Collected data:
-.-.-

/// Integration tests for the Controly API
///
/// Tests without a database cover routing, authentication and the static
/// catalog. Tests marked `#[ignore]` need PostgreSQL at `DATABASE_URL`:
///
/// ```bash
/// DATABASE_URL=postgres://localhost/controly_test cargo test -p controly-api -- --ignored
/// ```

mod common;

use axum::http::{Request, StatusCode};
use common::{
    json_body, offline_app, send, unique_email, TestContext, CONTACTS_LIMIT, JWT_SECRET, PASSWORD,
};
use controly_shared::auth::jwt::{create_token, Claims, TokenType};
use controly_shared::models::company::Company;
use controly_shared::models::user::UserRole;
use serde_json::json;
use uuid::Uuid;

#[tokio::test]
async fn test_module_catalog_is_public() {
    let response = send(offline_app(), Request::builder().uri("/v1/modules"), None).await;

    assert_eq!(response.status(), StatusCode::OK);
    assert_eq!(response.headers()["x-content-type-options"], "nosniff");
    assert_eq!(response.headers()["x-frame-options"], "DENY");

    let body = json_body(response).await;
    let types: Vec<&str> = body
        .as_array()
        .unwrap()
        .iter()
        .map(|module| module["type"].as_str().unwrap())
        .collect();
    assert_eq!(types, ["USERS", "CONTACTS", "CRM"]);
    assert_eq!(body[1]["defaultLimit"], 500);
}

#[tokio::test]
async fn test_protected_route_requires_token() {
    let response = send(offline_app(), Request::builder().uri("/v1/permissions"), None).await;

    assert_eq!(response.status(), StatusCode::UNAUTHORIZED);
    let body = json_body(response).await;
    assert_eq!(body["error"], "UNAUTHORIZED");
}

#[tokio::test]
async fn test_protected_route_rejects_bad_token() {
    let builder = Request::builder()
        .uri("/v1/companies")
        .header("authorization", "Bearer not-a-jwt");
    let response = send(offline_app(), builder, None).await;

    assert_eq!(response.status(), StatusCode::UNAUTHORIZED);
}

#[tokio::test]
async fn test_refresh_token_not_accepted_as_access_token() {
    let claims = Claims::new(
        Uuid::new_v4(),
        Some(UserRole::BusinessAdmin),
        Some(Uuid::new_v4()),
        TokenType::Refresh,
    );
    let token = create_token(&claims, JWT_SECRET).unwrap();

    let builder = Request::builder()
        .uri("/v1/companies")
        .header("authorization", format!("Bearer {}", token));
    let response = send(offline_app(), builder, None).await;

    assert_eq!(response.status(), StatusCode::UNAUTHORIZED);
}

#[tokio::test]
async fn test_admin_routes_reject_business_admin() {
    let claims = Claims::new(
        Uuid::new_v4(),
        Some(UserRole::BusinessAdmin),
        Some(Uuid::new_v4()),
        TokenType::Access,
    );
    let token = create_token(&claims, JWT_SECRET).unwrap();

    let builder = Request::builder()
        .uri("/v1/admin/plans")
        .header("authorization", format!("Bearer {}", token));
    let response = send(offline_app(), builder, None).await;

    assert_eq!(response.status(), StatusCode::FORBIDDEN);
    let body = json_body(response).await;
    assert_eq!(body["error"], "FORBIDDEN");
}

#[tokio::test]
async fn test_unknown_route_is_not_found() {
    let response = send(offline_app(), Request::builder().uri("/v1/invoices"), None).await;

    assert_eq!(response.status(), StatusCode::NOT_FOUND);
}

#[tokio::test]
#[ignore] // Requires PostgreSQL
async fn test_register_then_login() {
    let ctx = TestContext::new().await.unwrap();
    let email = unique_email();

    let register = send(
        ctx.app.clone(),
        Request::builder().method("POST").uri("/v1/auth/register"),
        Some(json!({
            "email": email,
            "password": PASSWORD,
            "name": "Ada",
            "accountName": "Analytical Engines"
        })),
    )
    .await;

    assert_eq!(register.status(), StatusCode::CREATED);
    let body = json_body(register).await;
    assert_eq!(body["user"]["role"], "BUSINESS_ADMIN");
    assert!(body["accessToken"].is_string());

    let login = send(
        ctx.app.clone(),
        Request::builder().method("POST").uri("/v1/auth/login"),
        Some(json!({ "email": email, "password": PASSWORD })),
    )
    .await;
    assert_eq!(login.status(), StatusCode::OK);

    let wrong = send(
        ctx.app.clone(),
        Request::builder().method("POST").uri("/v1/auth/login"),
        Some(json!({ "email": email, "password": "Wrong-password-1" })),
    )
    .await;
    assert_eq!(wrong.status(), StatusCode::UNAUTHORIZED);
}

#[tokio::test]
#[ignore] // Requires PostgreSQL
async fn test_me_returns_user_account_and_plan() {
    let ctx = TestContext::new().await.unwrap();

    let response = ctx.send("GET", "/v1/auth/me", None).await;
    assert_eq!(response.status(), StatusCode::OK);

    let body = json_body(response).await;
    assert_eq!(body["user"]["id"], ctx.admin.id.to_string());
    assert_eq!(body["account"]["id"], ctx.account.id.to_string());
    assert_eq!(body["plan"]["id"], ctx.plan.id.to_string());
    assert!(body["user"].get("passwordHash").is_none());
}

#[tokio::test]
#[ignore] // Requires PostgreSQL
async fn test_permissions_reflect_plan() {
    let ctx = TestContext::new().await.unwrap();

    let response = ctx.send("GET", "/v1/permissions", None).await;
    assert_eq!(response.status(), StatusCode::OK);

    let body = json_body(response).await;
    let contacts = body
        .as_array()
        .unwrap()
        .iter()
        .find(|permission| permission["moduleType"] == "CONTACTS")
        .unwrap();
    assert_eq!(contacts["canCreate"], true);
    assert_eq!(contacts["itemLimit"], CONTACTS_LIMIT);
    assert_eq!(contacts["currentCount"], 0);

    // Not on the plan
    let crm = ctx.send("GET", "/v1/permissions/crm", None).await;
    let crm = json_body(crm).await;
    assert_eq!(crm["canView"], false);

    let unknown = ctx.send("GET", "/v1/permissions/billing", None).await;
    assert_eq!(unknown.status(), StatusCode::NOT_FOUND);
}

#[tokio::test]
#[ignore] // Requires PostgreSQL
async fn test_company_creation_stops_at_plan_limit() {
    let ctx = TestContext::new().await.unwrap();

    for i in 0..CONTACTS_LIMIT {
        let response = ctx
            .send("POST", "/v1/companies", Some(json!({ "name": format!("Company {}", i) })))
            .await;
        assert_eq!(response.status(), StatusCode::CREATED);
    }

    let response = ctx
        .send("POST", "/v1/companies", Some(json!({ "name": "One too many" })))
        .await;
    assert_eq!(response.status(), StatusCode::FORBIDDEN);

    let body = json_body(response).await;
    assert_eq!(body["error"], "PLAN_LIMIT_EXCEEDED");
    assert_eq!(body["details"]["currentCount"], CONTACTS_LIMIT);
    assert_eq!(body["details"]["limit"], CONTACTS_LIMIT);

    let stored = Company::count_by_account(&ctx.db, ctx.account.id).await.unwrap();
    assert_eq!(stored, i64::from(CONTACTS_LIMIT));

    // At the limit, reads still work
    let list = ctx.send("GET", "/v1/companies", None).await;
    assert_eq!(list.status(), StatusCode::OK);
    assert_eq!(json_body(list).await.as_array().unwrap().len(), CONTACTS_LIMIT as usize);
}

#[tokio::test]
#[ignore] // Requires PostgreSQL
async fn test_module_outside_plan_is_blocked() {
    let ctx = TestContext::new().await.unwrap();

    let response = ctx
        .send("POST", "/v1/opportunities", Some(json!({ "title": "Pilot" })))
        .await;
    assert_eq!(response.status(), StatusCode::FORBIDDEN);

    let body = json_body(response).await;
    assert_eq!(body["error"], "MODULE_NOT_AVAILABLE");

    let list = ctx.send("GET", "/v1/opportunities", None).await;
    assert_eq!(list.status(), StatusCode::FORBIDDEN);
}

#[tokio::test]
#[ignore] // Requires PostgreSQL
async fn test_health_reports_database() {
    let ctx = TestContext::new().await.unwrap();

    let response = send(ctx.app.clone(), Request::builder().uri("/health"), None).await;
    assert_eq!(response.status(), StatusCode::OK);

    let body = json_body(response).await;
    assert_eq!(body["database"], "connected");
}
/// Security headers middleware
///
/// Adds security-related HTTP headers to every response.
///
/// # Headers Applied
///
/// - `X-Content-Type-Options: nosniff`
/// - `X-Frame-Options: DENY`
/// - `Referrer-Policy: strict-origin-when-cross-origin`
/// - `Content-Security-Policy: default-src 'none'; frame-ancestors 'none'` (JSON only API)
/// - `Cache-Control: no-store`; permission verdicts and tenant data are computed per request
/// - `Strict-Transport-Security` (production only)
///
/// # Example
///
/// ```no_run
/// use axum::Router;
/// use controly_api::middleware::security::SecurityHeadersLayer;
///
/// let app: Router = Router::new()
///     .layer(SecurityHeadersLayer::new(true)); // true = production mode
/// ```

use axum::{
    extract::Request,
    http::{header, HeaderName, HeaderValue},
    response::Response,
};
use std::task::{Context, Poll};
use tower::{Layer, Service};

const DEFAULT_HEADERS: [(HeaderName, &str); 5] = [
    (header::X_CONTENT_TYPE_OPTIONS, "nosniff"),
    (header::X_FRAME_OPTIONS, "DENY"),
    (header::REFERRER_POLICY, "strict-origin-when-cross-origin"),
    (
        header::CONTENT_SECURITY_POLICY,
        "default-src 'none'; frame-ancestors 'none'",
    ),
    (header::CACHE_CONTROL, "no-store"),
];

const HSTS: &str = "max-age=31536000; includeSubDomains";

/// Security headers middleware layer
#[derive(Debug, Clone, Copy)]
pub struct SecurityHeadersLayer {
    /// Whether to enable HSTS (HTTPS-only, should be true in production)
    enable_hsts: bool,
}

impl SecurityHeadersLayer {
    pub fn new(enable_hsts: bool) -> Self {
        Self { enable_hsts }
    }
}

impl<S> Layer<S> for SecurityHeadersLayer {
    type Service = SecurityHeadersMiddleware<S>;

    fn layer(&self, inner: S) -> Self::Service {
        SecurityHeadersMiddleware {
            inner,
            enable_hsts: self.enable_hsts,
        }
    }
}

/// Security headers middleware service
#[derive(Debug, Clone)]
pub struct SecurityHeadersMiddleware<S> {
    inner: S,
    enable_hsts: bool,
}

impl<S> Service<Request> for SecurityHeadersMiddleware<S>
where
    S: Service<Request, Response = Response> + Send + 'static,
    S::Future: Send + 'static,
{
    type Response = S::Response;
    type Error = S::Error;
    type Future = std::pin::Pin<Box<dyn std::future::Future<Output = Result<Self::Response, Self::Error>> + Send>>;

    fn poll_ready(&mut self, cx: &mut Context<'_>) -> Poll<Result<(), Self::Error>> {
        self.inner.poll_ready(cx)
    }

    fn call(&mut self, request: Request) -> Self::Future {
        let future = self.inner.call(request);
        let enable_hsts = self.enable_hsts;

        Box::pin(async move {
            let mut response = future.await?;
            let headers = response.headers_mut();

            for (name, value) in DEFAULT_HEADERS {
                // handlers may set their own caching policy
                if name == header::CACHE_CONTROL && headers.contains_key(&name) {
                    continue;
                }
                headers.insert(name, HeaderValue::from_static(value));
            }

            if enable_hsts {
                headers.insert(header::STRICT_TRANSPORT_SECURITY, HeaderValue::from_static(HSTS));
            }

            Ok(response)
        })
    }
}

-.-.-

## TASK TO CARRY OUT
Check the data for the word "axum" and pull out the lines that have it.

## EXERCISE ANSWER
use axum::http::{Request, StatusCode};
/// use axum::Router;
use axum::{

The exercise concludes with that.